## Description of the task
What is wanted is an exact copy of all the entries.

## Saved data entries
--------------------------------------------------

use chrono::{DateTime, Utc};
use sqlx::{FromRow, PgPool};
use uuid::Uuid;

use crate::error::{CoreError, CoreResult};
use crate::models::{chats::ChatRow, ChatSession, Message, NewMessage, ParticipantPair};

const CHAT_COLUMNS: &str = "id, participant_low, participant_high, name_low, name_high, \
     last_message, last_message_time, created_at";

const MESSAGE_COLUMNS: &str = "id, chat_id, seq, sender_id, sender_name, text, created_at";

#[derive(Debug, FromRow)]
struct UpsertedChatRow {
    #[sqlx(flatten)]
    chat: ChatRow,
    inserted: bool,
}

/// Get-or-create in one statement. The unique index on
/// (participant_low, participant_high) arbitrates concurrent callers; the
/// no-op DO UPDATE makes the losing inserts return the winner's row.
pub async fn get_or_create_chat(
    pool: &PgPool,
    pair: ParticipantPair,
    names: &[String; 2],
    now: DateTime<Utc>,
) -> CoreResult<(ChatSession, bool)> {
    let row = sqlx::query_as::<_, UpsertedChatRow>(&format!(
        r#"
        INSERT INTO chats (id, participant_low, participant_high, name_low, name_high, created_at)
        VALUES ($1, $2, $3, $4, $5, $6)
        ON CONFLICT (participant_low, participant_high)
        DO UPDATE SET participant_low = EXCLUDED.participant_low
        RETURNING {CHAT_COLUMNS}, (xmax = 0) AS inserted
        "#
    ))
    .bind(Uuid::new_v4())
    .bind(pair.low())
    .bind(pair.high())
    .bind(&names[0])
    .bind(&names[1])
    .bind(now)
    .fetch_one(pool)
    .await?;

    Ok((row.chat.try_into()?, row.inserted))
}

pub async fn get_chat_by_id(pool: &PgPool, chat_id: Uuid) -> CoreResult<Option<ChatSession>> {
    let row = sqlx::query_as::<_, ChatRow>(&format!(
        "SELECT {CHAT_COLUMNS} FROM chats WHERE id = $1"
    ))
    .bind(chat_id)
    .fetch_optional(pool)
    .await?;

    row.map(ChatSession::try_from).transpose()
}

pub async fn list_chats_for_user(pool: &PgPool, user_id: Uuid) -> CoreResult<Vec<ChatSession>> {
    let rows = sqlx::query_as::<_, ChatRow>(&format!(
        r#"
        SELECT {CHAT_COLUMNS}
        FROM chats
        WHERE participant_low = $1 OR participant_high = $1
        ORDER BY COALESCE(last_message_time, created_at) DESC, id DESC
        "#
    ))
    .bind(user_id)
    .fetch_all(pool)
    .await?;

    rows.into_iter().map(ChatSession::try_from).collect()
}

/// Inserts the message and moves the chat's snapshot in one transaction.
/// Locking the chat row serializes appends per chat, so `seq` order matches
/// commit order and `created_at` never steps backwards.
pub async fn append_message(
    pool: &PgPool,
    message: NewMessage<'_>,
    now: DateTime<Utc>,
) -> CoreResult<(Message, ChatSession)> {
    let mut tx = pool.begin().await?;

    let last_time = sqlx::query_scalar::<_, Option<DateTime<Utc>>>(
        "SELECT last_message_time FROM chats WHERE id = $1 FOR UPDATE",
    )
    .bind(message.chat_id)
    .fetch_optional(&mut *tx)
    .await?
    .ok_or_else(|| CoreError::not_found(format!("chat {}", message.chat_id)))?;

    let created_at = last_time.filter(|t| *t > now).unwrap_or(now);

    let stored = sqlx::query_as::<_, Message>(&format!(
        r#"
        INSERT INTO messages (id, chat_id, sender_id, sender_name, text, created_at)
        VALUES ($1, $2, $3, $4, $5, $6)
        RETURNING {MESSAGE_COLUMNS}
        "#
    ))
    .bind(Uuid::new_v4())
    .bind(message.chat_id)
    .bind(message.sender_id)
    .bind(message.sender_name)
    .bind(message.text)
    .bind(created_at)
    .fetch_one(&mut *tx)
    .await?;

    let chat = sqlx::query_as::<_, ChatRow>(&format!(
        r#"
        UPDATE chats
        SET last_message = $2, last_message_time = $3
        WHERE id = $1
        RETURNING {CHAT_COLUMNS}
        "#
    ))
    .bind(message.chat_id)
    .bind(&stored.text)
    .bind(stored.created_at)
    .fetch_one(&mut *tx)
    .await?;

    tx.commit().await?;

    Ok((stored, chat.try_into()?))
}

pub async fn get_messages_after(
    pool: &PgPool,
    chat_id: Uuid,
    after_seq: Option<i64>,
) -> CoreResult<Vec<Message>> {
    let messages = sqlx::query_as::<_, Message>(&format!(
        r#"
        SELECT {MESSAGE_COLUMNS}
        FROM messages
        WHERE chat_id = $1 AND ($2::bigint IS NULL OR seq > $2)
        ORDER BY created_at ASC, seq ASC
        "#
    ))
    .bind(chat_id)
    .bind(after_seq)
    .fetch_all(pool)
    .await?;

    Ok(messages)
}

pub async fn get_latest_message_seq(pool: &PgPool, chat_id: Uuid) -> CoreResult<Option<i64>> {
    let seq = sqlx::query_scalar::<_, Option<i64>>(
        "SELECT MAX(seq) FROM messages WHERE chat_id = $1",
    )
    .bind(chat_id)
    .fetch_one(pool)
    .await?;

    Ok(seq)
}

--------------------------------------------------

## Solution
use chrono::{DateTime, Utc};
use sqlx::{FromRow, PgPool};
use uuid::Uuid;

use crate::error::{CoreError, CoreResult};
use crate::models::{chats::ChatRow, ChatSession, Message, NewMessage, ParticipantPair};

const CHAT_COLUMNS: &str = "id, participant_low, participant_high, name_low, name_high, \
     last_message, last_message_time, created_at";

const MESSAGE_COLUMNS: &str = "id, chat_id, seq, sender_id, sender_name, text, created_at";

#[derive(Debug, FromRow)]
struct UpsertedChatRow {
    #[sqlx(flatten)]
    chat: ChatRow,
    inserted: bool,
}

/// Get-or-create in one statement. The unique index on
/// (participant_low, participant_high) arbitrates concurrent callers; the
/// no-op DO UPDATE makes the losing inserts return the winner's row.
pub async fn get_or_create_chat(
    pool: &PgPool,
    pair: ParticipantPair,
    names: &[String; 2],
    now: DateTime<Utc>,
) -> CoreResult<(ChatSession, bool)> {
    let row = sqlx::query_as::<_, UpsertedChatRow>(&format!(
        r#"
        INSERT INTO chats (id, participant_low, participant_high, name_low, name_high, created_at)
        VALUES ($1, $2, $3, $4, $5, $6)
        ON CONFLICT (participant_low, participant_high)
        DO UPDATE SET participant_low = EXCLUDED.participant_low
        RETURNING {CHAT_COLUMNS}, (xmax = 0) AS inserted
        "#
    ))
    .bind(Uuid::new_v4())
    .bind(pair.low())
    .bind(pair.high())
    .bind(&names[0])
    .bind(&names[1])
    .bind(now)
    .fetch_one(pool)
    .await?;

    Ok((row.chat.try_into()?, row.inserted))
}

pub async fn get_chat_by_id(pool: &PgPool, chat_id: Uuid) -> CoreResult<Option<ChatSession>> {
    let row = sqlx::query_as::<_, ChatRow>(&format!(
        "SELECT {CHAT_COLUMNS} FROM chats WHERE id = $1"
    ))
    .bind(chat_id)
    .fetch_optional(pool)
    .await?;

    row.map(ChatSession::try_from).transpose()
}

pub async fn list_chats_for_user(pool: &PgPool, user_id: Uuid) -> CoreResult<Vec<ChatSession>> {
    let rows = sqlx::query_as::<_, ChatRow>(&format!(
        r#"
        SELECT {CHAT_COLUMNS}
        FROM chats
        WHERE participant_low = $1 OR participant_high = $1
        ORDER BY COALESCE(last_message_time, created_at) DESC, id DESC
        "#
    ))
    .bind(user_id)
    .fetch_all(pool)
    .await?;

    rows.into_iter().map(ChatSession::try_from).collect()
}

/// Inserts the message and moves the chat's snapshot in one transaction.
/// Locking the chat row serializes appends per chat, so `seq` order matches
/// commit order and `created_at` never steps backwards.
pub async fn append_message(
    pool: &PgPool,
    message: NewMessage<'_>,
    now: DateTime<Utc>,
) -> CoreResult<(Message, ChatSession)> {
    let mut tx = pool.begin().await?;

    let last_time = sqlx::query_scalar::<_, Option<DateTime<Utc>>>(
        "SELECT last_message_time FROM chats WHERE id = $1 FOR UPDATE",
    )
    .bind(message.chat_id)
    .fetch_optional(&mut *tx)
    .await?
    .ok_or_else(|| CoreError::not_found(format!("chat {}", message.chat_id)))?;

    let created_at = last_time.filter(|t| *t > now).unwrap_or(now);

    let stored = sqlx::query_as::<_, Message>(&format!(
        r#"
        INSERT INTO messages (id, chat_id, sender_id, sender_name, text, created_at)
        VALUES ($1, $2, $3, $4, $5, $6)
        RETURNING {MESSAGE_COLUMNS}
        "#
    ))
    .bind(Uuid::new_v4())
    .bind(message.chat_id)
    .bind(message.sender_id)
    .bind(message.sender_name)
    .bind(message.text)
    .bind(created_at)
    .fetch_one(&mut *tx)
    .await?;

    let chat = sqlx::query_as::<_, ChatRow>(&format!(
        r#"
        UPDATE chats
        SET last_message = $2, last_message_time = $3
        WHERE id = $1
        RETURNING {CHAT_COLUMNS}
        "#
    ))
    .bind(message.chat_id)
    .bind(&stored.text)
    .bind(stored.created_at)
    .fetch_one(&mut *tx)
    .await?;

    tx.commit().await?;

    Ok((stored, chat.try_into()?))
}

pub async fn get_messages_after(
    pool: &PgPool,
    chat_id: Uuid,
    after_seq: Option<i64>,
) -> CoreResult<Vec<Message>> {
    let messages = sqlx::query_as::<_, Message>(&format!(
        r#"
        SELECT {MESSAGE_COLUMNS}
        FROM messages
        WHERE chat_id = $1 AND ($2::bigint IS NULL OR seq > $2)
        ORDER BY created_at ASC, seq ASC
        "#
    ))
    .bind(chat_id)
    .bind(after_seq)
    .fetch_all(pool)
    .await?;

    Ok(messages)
}

pub async fn get_latest_message_seq(pool: &PgPool, chat_id: Uuid) -> CoreResult<Option<i64>> {
    let seq = sqlx::query_scalar::<_, Option<i64>>(
        "SELECT MAX(seq) FROM messages WHERE chat_id = $1",
    )
    .bind(chat_id)
    .fetch_one(pool)
    .await?;

    Ok(seq)
}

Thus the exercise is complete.